Beguines
Beguines
a female association in the Roman Church. The origin of loth the name and the association is doubtful. A Belgian writer in the beginning of the 13th century derives it from a priest of Liege, Lambert le Begue. Later some beguinages traced their origin to St. Begga, daughter of Pipin of Landen, though without historical grounds. Other writers have derived the name from beggen, to beg, though the Beguines have never been mendicants. A document found in the 17th century at Vilvorde dates the establishment of a beguinage at 1056, and seems to overthrow the hypothesis of priest Lambert being their founder; but more thorough investigations have proved it to be spurious. The pretended higher age of some German beguinages rests on their being confounded with similar institutions.

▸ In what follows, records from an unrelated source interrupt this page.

//! Randomised properties of the term algebra: evaluation stays inside the
//! computed value range, simplification only narrows ranges and never
//! changes evaluation, and the polynomial view round-trips evaluation for
//! the arithmetic fragment.

use airlift_mir::{
    field,
    poly::Poly,
    trace::eval_expr,
    Expr, Module, ModuleId, Register, RegisterAccess, RegisterId, Schema, VecTrace,
};
use num_bigint::BigInt;
use p3_baby_bear::BabyBear;
use p3_field::FieldAlgebra;
use rand::{rngs::StdRng, Rng, SeedableRng};

type F = BabyBear;
type E = Expr<F>;

const WIDTHS: [usize; 3] = [8, 8, 4];

fn schema() -> Schema<F> {
    let mut schema = Schema::new();
    let mut module = Module::new("m");
    for (i, width) in WIDTHS.iter().enumerate() {
        module.add_register(Register::input(format!("r{i}"), *width));
    }
    schema.add_module(module);
    schema
}

fn random_trace(rng: &mut StdRng, schema: &Schema<F>) -> VecTrace<F> {
    let mut trace = VecTrace::for_schema(schema, &[1]);
    for (i, width) in WIDTHS.iter().enumerate() {
        let value = rng.gen_range(0..1u64 << width);
        trace.set(ModuleId(0), RegisterId(i), 0, F::from_canonical_u64(value));
    }
    trace
}

/// A random term from the arithmetic fragment (no Norm/IfZero/Cast/Exp).
fn random_arithmetic(rng: &mut StdRng, depth: usize) -> E {
    if depth == 0 {
        return match rng.gen_range(0..3) {
            0 => E::constant(F::from_canonical_u32(rng.gen_range(0..16))),
            _ => {
                let register = rng.gen_range(0..WIDTHS.len());
                E::access(RegisterAccess::new(RegisterId(register), WIDTHS[register]))
            }
        };
    }
    let arity = rng.gen_range(2..4);
    let children: Vec<E> = (0..arity)
        .map(|_| random_arithmetic(rng, depth - 1))
        .collect();
    match rng.gen_range(0..3) {
        0 => E::sum(children),
        1 => E::sub(children),
        _ => E::product(children),
    }
}

/// A random term over the full grammar handled by value-range analysis.
fn random_term(rng: &mut StdRng, depth: usize) -> E {
    if depth == 0 || rng.gen_bool(0.3) {
        return random_arithmetic(rng, depth.min(1));
    }
    match rng.gen_range(0..5) {
        0 => E::cast(random_term(rng, depth - 1), rng.gen_range(1..9)),
        1 => E::norm(random_term(rng, depth - 1)),
        2 => E::exp(random_term(rng, depth - 1), rng.gen_range(0..3)),
        _ => random_arithmetic(rng, depth),
    }
}

fn signed_eval(expr: &E, trace: &VecTrace<F>) -> BigInt {
    field::signed_canonical(&eval_expr(expr, ModuleId(0), 0, trace))
}

#[test]
fn evaluation_stays_in_the_computed_range() {
    let schema = schema();
    let module = schema.module(ModuleId(0));
    let mut rng = StdRng::seed_from_u64(7);
    let mut checked = 0;
    for _ in 0..500 {
        let expr = random_term(&mut rng, 3);
        let range = expr.value_range(module);
        // Stay below half the field order so the signed reading is exact.
        match range.magnitude_bits() {
            Some(bits) if bits < 29 => {}
            _ => continue,
        }
        let trace = random_trace(&mut rng, &schema);
        let value = signed_eval(&expr, &trace);
        assert!(
            range.contains_value(&value),
            "value {value} escapes {range:?} for {expr}"
        );
        checked += 1;
    }
    assert!(checked > 100, "generator starved the property");
}

#[test]
fn simplification_narrows_ranges_and_preserves_evaluation() {
    let schema = schema();
    let module = schema.module(ModuleId(0));
    let mut rng = StdRng::seed_from_u64(11);
    for _ in 0..500 {
        let expr = random_term(&mut rng, 3);
        let simplified = expr.simplify(false);
        assert!(
            expr.value_range(module)
                .contains(&simplified.value_range(module)),
            "simplify widened the range of {expr}"
        );
        let trace = random_trace(&mut rng, &schema);
        assert_eq!(
            eval_expr(&expr, ModuleId(0), 0, &trace),
            eval_expr(&simplified, ModuleId(0), 0, &trace),
            "simplify changed the value of {expr}"
        );
    }
}

#[test]
fn polynomial_view_round_trips_evaluation() {
    let schema = schema();
    let mut rng = StdRng::seed_from_u64(13);
    let mut checked = 0;
    for _ in 0..500 {
        let expr = random_arithmetic(&mut rng, 3);
        let Some(poly) = Poly::from_expr(&expr) else {
            continue;
        };
        let back: E = poly.to_expr();
        let factored: E = poly.to_expr_factored();
        let trace = random_trace(&mut rng, &schema);
        let reference = eval_expr(&expr, ModuleId(0), 0, &trace);
        assert_eq!(
            reference,
            eval_expr(&back, ModuleId(0), 0, &trace),
            "round trip changed the value of {expr}"
        );
        assert_eq!(
            reference,
            eval_expr(&factored, ModuleId(0), 0, &trace),
            "factoring changed the value of {expr}"
        );
        checked += 1;
    }
    assert!(checked > 100, "generator starved the property");
}

#[test]
fn shifting_commutes_with_evaluation() {
    let schema = schema();
    let mut rng = StdRng::seed_from_u64(17);
    for _ in 0..200 {
        let expr = random_arithmetic(&mut rng, 2);
        let shifted = expr.apply_shift(1);
        // Build a two-row trace; the shifted term at row 0 sees row 1.
        let mut trace = VecTrace::for_schema(&schema, &[2]);
        for (i, width) in WIDTHS.iter().enumerate() {
            for row in 0..2 {
                let value = rng.gen_range(0..1u64 << width);
                trace.set(ModuleId(0), RegisterId(i), row, F::from_canonical_u64(value));
            }
        }
        assert_eq!(
            eval_expr(&shifted, ModuleId(0), 0, &trace),
            eval_expr(&expr, ModuleId(0), 1, &trace),
        );
    }
}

The Beguines, whose number at the beginning of the thirteenth century amounted to about 1500, spread rapidly over the Netherlands, France, and Germany. There were often as many as 2000 sisters in their beguinages (beguinagiae, beguinariae), occupying in couples a small separate house. A hospital and church form the central points of the beguinage. The Beguines support themselves, and also furnish the chest of the community, and the support of the priests, the officers, and the hospitals, by their own industry. The president of a beguinage is called magistra, and is assisted by curators or tutors, usually mendicant friars. The vows are simple, viz., chastity and obedience to the statutes; and any beguine can be freed by leaving the community, after which she is at liberty to marry. As to dress, each beguinage chooses its particular color, brown, gray, or blue, with a white veil over the head. Black has become their general color, and to their former habit is added a cap in the shape of an inverted shell, with a long black tassel. The association made itself useful by receiving wretched females, by nursing the sick, and by educating poor children. In Germany they were therefore called soul-women. Like all the monastic orders, their community was invaded by great disorders, and the synod of Fritzlar in 1244 forbade to receive any sister before her fortieth year of age. Many were also drawn into the heresies of the Fraticelli, and the whole community had to atone for it by continued persecution. Clement V, on the council of Vienna, in 1311, decreed by two bulls the suppression of the Beguines and Beghards infected with heresy; but John XXII explained these bulls as referring merely to the heretical Beghards and Beguines, and interfered in favor of the orthodox Beguines in Germany (1318) and Italy (1326). The Reformation put an end to nearly all the beguinages in Germany and Switzerland; but all the larger towns of Belgium except Brussels have still beguinages, the largest of which is that at Ghent, which in 1857 counted about 700 inmates. — Mosheim, De Beghardis et Beguinabus (Lipsiae, 1790); Hallmann, Geschichte des Ursprunges der Belgischen Beguinen (Berlin, 1843). SEE BEGHARDS.